Wyler would remake the film himself in 1961, with James Garner (1928-2014) in the McCrea role.  Because the play deals with two women teachers who find their lives ruined when a little girl accuses them of a lesbian relationship, one imagines that the later film would be superior, if for no other reason than Wyler could openly address the scandal.  However, that is not the case:  Wyler’s handling of the situation in 1936 actually has great emotional resonance and honesty.  His 1961 film is so over-the-top in its hysteria, that it lurches into melodrama, and then camp.

With his 1936 cast, Wyler had to change the story to fit the Hays Code: here, a little girl (the magnificent Bonita Granville – justifiably Oscar nominated) ruins the lives of teachers Merle Oberon (1911-1979) and Miriam Hopkins (1902-1972) by starting the rumor that the women are involved in a ménage à trois with local doctor, McCrea.  As a result, their school is ruined and they are later financially crushed when they unsuccessfully sue for libel.

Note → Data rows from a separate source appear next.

use crate::types::{Constraints, CourseInput, TimeslotId, TimeslotInput};
use std::collections::HashMap;

/// Per-course candidate slots plus same-day adjacency chains, built once per
/// solve and shared read-only by every strategy (§4.1).
#[derive(Debug, Clone)]
pub struct CompiledInput {
    /// course -> timeslots allowed by availability/conflicts/lunch, in natural priority order.
    pub candidate_slots: HashMap<crate::types::CourseId, Vec<TimeslotId>>,
    /// timeslot -> the next adjacent timeslot on the same day, if any.
    pub adjacency_next: HashMap<TimeslotId, TimeslotId>,
    pub slot_by_id: HashMap<TimeslotId, TimeslotInput>,
}

impl CompiledInput {
    pub fn slot(&self, id: &TimeslotId) -> &TimeslotInput {
        self.slot_by_id
            .get(id)
            .expect("timeslot referenced by a candidate list must exist in the catalog")
    }
}

/// Builds the candidate slot list for every course and the adjacency chains
/// used by the greedy engine to detect consecutive runs in O(1) (§4.1).
pub fn compile_constraints(
    courses: &[CourseInput],
    timeslots: &[TimeslotInput],
    constraints: &Constraints,
) -> CompiledInput {
    let slot_by_id: HashMap<TimeslotId, TimeslotInput> = timeslots
        .iter()
        .map(|t| (t.timeslot_id.clone(), t.clone()))
        .collect();

    let mut by_day: HashMap<u8, Vec<&TimeslotInput>> = HashMap::new();
    for slot in timeslots {
        by_day.entry(slot.day).or_default().push(slot);
    }

    let mut adjacency_next: HashMap<TimeslotId, TimeslotId> = HashMap::new();
    for slots in by_day.values_mut() {
        slots.sort_by_key(|s| s.block);
        for pair in slots.windows(2) {
            let (a, b) = (pair[0], pair[1]);
            if a.is_adjacent_to(b) {
                adjacency_next.insert(a.timeslot_id.clone(), b.timeslot_id.clone());
            }
        }
    }

    let mut natural_order: Vec<&TimeslotInput> = timeslots.iter().collect();
    natural_order.sort_by_key(|s| (s.day, s.block));

    let mut candidate_slots = HashMap::new();
    for course in courses {
        let allowed: Vec<TimeslotId> = natural_order
            .iter()
            .filter(|slot| slot_is_candidate(slot, course, constraints))
            .map(|slot| slot.timeslot_id.clone())
            .collect();
        candidate_slots.insert(course.course_id.clone(), allowed);
    }

    CompiledInput {
        candidate_slots,
        adjacency_next,
        slot_by_id,
    }
}

fn slot_is_candidate(slot: &TimeslotInput, course: &CourseInput, constraints: &Constraints) -> bool {
    if constraints.is_lunch(slot.day, slot.hour_of_start()) {
        return false;
    }
    if let Some(teacher) = &course.teacher_id {
        if !constraints.teacher_allows(teacher, &slot.timeslot_id) {
            return false;
        }
        if constraints.teacher_conflicted(teacher, &slot.timeslot_id) {
            return false;
        }
    }
    true
}

#[cfg(test)]
mod tests {
    use super::*;
    use crate::types::{CourseId, TeacherId};

    fn slot(id: &str, day: u8, block: u32, start: u32) -> TimeslotInput {
        TimeslotInput {
            timeslot_id: TimeslotId(id.into()),
            day,
            block,
            start_minutes: start,
            duration_minutes: 60,
        }
    }

    #[test]
    fn excludes_lunch_and_conflicts() {
        let timeslots = vec![slot("s1", 0, 0, 480), slot("s2", 0, 1, 540), slot("lunch", 0, 2, 720)];
        let mut constraints = Constraints::default();
        constraints.lunch_blocks.insert((0, 12));
        constraints
            .teacher_conflicts
            .entry(TeacherId("t1".into()))
            .or_default()
            .insert(TimeslotId("s2".into()));

        let course = CourseInput {
            course_id: CourseId("c1".into()),
            teacher_id: Some(TeacherId("t1".into())),
            weekly_hours: 2,
            program_semester_id: None,
        };

        let compiled = compile_constraints(&[course.clone()], &timeslots, &constraints);
        let candidates = &compiled.candidate_slots[&course.course_id];
        assert_eq!(candidates, &vec![TimeslotId("s1".into())]);
    }

    #[test]
    fn builds_adjacency_chain() {
        let timeslots = vec![slot("s1", 0, 0, 480), slot("s2", 0, 1, 540)];
        let compiled = compile_constraints(&[], &timeslots, &Constraints::default());
        assert_eq!(
            compiled.adjacency_next.get(&TimeslotId("s1".into())),
            Some(&TimeslotId("s2".into()))
        );
    }
}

McCrea – quietly heroic, rankling at injustice and eager to set things right – stands by both women.  It’s not that McCrea has any showy scene or overly dramatic monolog: no, it’s his presence.  Here once again McCrea is our surrogate, doing his best in an unwinnable situation … much as we hope we would behave ourselves.  In the later film, Garner (usually a more subtle actor) broadcasts at high volume his integrity and decency, becoming a cartoon.  McCrea just … is, the perfect friend and protector that we would want to be.

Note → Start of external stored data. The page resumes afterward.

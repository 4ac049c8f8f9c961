use super::RoomId;
use serde::{Deserialize, Serialize};

/// A room available for class assignment. Capacity is informational only:
/// it never reduces feasibility in the current core (see §3 Data Model).
#[derive(Debug, Clone, PartialEq, Eq, Serialize, Deserialize)]
pub struct RoomInput {
    pub room_id: RoomId,
    pub capacity: u32,
}

impl RoomInput {
    pub fn new(room_id: RoomId, capacity: u32) -> Self {
        Self { room_id, capacity }
    }
}
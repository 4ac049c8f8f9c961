use super::TimeslotId;
use serde::{Deserialize, Serialize};

/// A weekly recurring block: `(day, start_minutes, duration_minutes)`.
#[derive(Debug, Clone, PartialEq, Eq, Serialize, Deserialize)]
pub struct TimeslotInput {
    pub timeslot_id: TimeslotId,
    /// 0..6
    pub day: u8,
    /// Discrete block index within the day, used only for adjacency math.
    pub block: u32,
    pub start_minutes: u32,
    pub duration_minutes: u32,
}

impl TimeslotInput {
    pub fn end_minutes(&self) -> u32 {
        self.start_minutes + self.duration_minutes
    }

    /// The absolute clock hour the slot starts in, used against `lunch_blocks`.
    pub fn hour_of_start(&self) -> u8 {
        (self.start_minutes / 60) as u8
    }

    /// Two slots are adjacent when they share a day and one ends where the other starts.
    pub fn is_adjacent_to(&self, other: &TimeslotInput) -> bool {
        self.day == other.day
            && (self.end_minutes() == other.start_minutes || other.end_minutes() == self.start_minutes)
    }
}

#[cfg(test)]
mod tests {
    use super::*;

    fn slot(id: &str, day: u8, block: u32, start: u32, dur: u32) -> TimeslotInput {
        TimeslotInput {
            timeslot_id: super::super::TimeslotId(id.into()),
            day,
            block,
            start_minutes: start,
            duration_minutes: dur,
        }
    }

    #[test]
    fn adjacency_requires_shared_day_and_touching_bounds() {
        let s1 = slot("s1", 0, 0, 480, 60);
        let s2 = slot("s2", 0, 1, 540, 60);
        let s3 = slot("s3", 1, 1, 540, 60);
        assert!(s1.is_adjacent_to(&s2));
        assert!(!s1.is_adjacent_to(&s3));
    }
}
use thiserror::Error;

/// Domain-specific errors for the optimizer and its surrounding CLI.
///
/// Per §7 Error Handling: infeasibility is never an error here - it shows up
/// as `unassigned`/`unassigned_causes` on a successful `SolveResult`. These
/// variants cover only validation failures, save-time conflicts, and
/// internal/solver faults.
#[derive(Error, Debug)]
pub enum SchedulerError {
    #[error("Failed to read file '{path}': {source}")]
    FileRead {
        path: String,
        #[source]
        source: std::io::Error,
    },

    #[error("Failed to parse JSON in '{file}': {message}")]
    JsonParse { file: String, message: String },

    // Input validation errors - fail fast, no partial solves.
    #[error("Invalid timeslot '{timeslot_id}': {message}")]
    InvalidTimeslot { timeslot_id: String, message: String },

    #[error("Course list is empty")]
    EmptyCourseList,

    #[error("Course '{course_id}' has non-positive weekly_hours: {weekly_hours}")]
    InvalidWeeklyHours { course_id: String, weekly_hours: i64 },

    #[error("Duplicate ID found: {id_type} '{id}'")]
    DuplicateId { id_type: String, id: String },

    // Internal/solver errors (§7 "Internal").
    #[error("ILP/CP solver failed: {0}")]
    SolverFailed(String),

    #[error("Solver timeout after {seconds} seconds")]
    SolverTimeout { seconds: u64 },

    // Save/persistence-bridge conflicts (§4.9, §6.2, §7 "Conflict on save").
    #[error("Curso no encontrado: '{course_id}'")]
    UnknownCourse { course_id: String },

    #[error("Bloque horario no encontrado: '{timeslot_id}'")]
    UnknownTimeslot { timeslot_id: String },

    #[error("Room '{room_id}' not found")]
    UnknownRoom { room_id: String },

    #[error("bloque ocupado: overlapping interval for {scope} at timeslot '{timeslot_id}'")]
    BlockOccupied { scope: String, timeslot_id: String },
}

/// `anyhow::Result` is used at application boundaries, matching the teacher's convention.
pub type Result<T> = anyhow::Result<T>;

Amazingly, Wyler wanted to replace McCrea with Leslie Howard (1893-1943), which would have been a catastrophe.  A terrific actor (in fact, a better actor than McCrea), Howard would have played his helplessness in the situation, providing only dignified weakness, much like his turn in Gone With the Wind (1939).  The friction between Wyler and McCrea is not evident, and one wonders if he changed his mind after the finished film. 

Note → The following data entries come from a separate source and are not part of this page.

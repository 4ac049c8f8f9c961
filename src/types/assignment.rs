use super::{CourseId, RoomId, TimeslotId};
use serde::{Deserialize, Serialize};

/// One placed class: `course` in `room` at `timeslot`, occupying the
/// half-open minute interval `[start_offset_minutes, start_offset_minutes + duration_minutes)`
/// within that slot.
#[derive(Debug, Clone, PartialEq, Eq, Serialize, Deserialize)]
pub struct AssignmentResult {
    pub course_id: CourseId,
    pub room_id: RoomId,
    pub timeslot_id: TimeslotId,
    pub start_offset_minutes: u32,
    pub duration_minutes: u32,
}

impl AssignmentResult {
    pub fn interval(&self) -> (u32, u32) {
        (self.start_offset_minutes, self.start_offset_minutes + self.duration_minutes)
    }
}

One final note – the stories we tell ourselves about ourselves reflect our points of view and how we interact with the world.  That sense of a national identity – and American Everyman – is impossible in our currently fractured state.  Wouldn’t we be better off if we had a presence like Joel McCrea … who reflected the best impression of ourselves? 


One cannot help but think that we need a hero, not a figure in tights with superpowers, but one who embodies the best qualities in Americans as a people.  I, for one, would certainly welcome the return of more actors like Joel McCrea.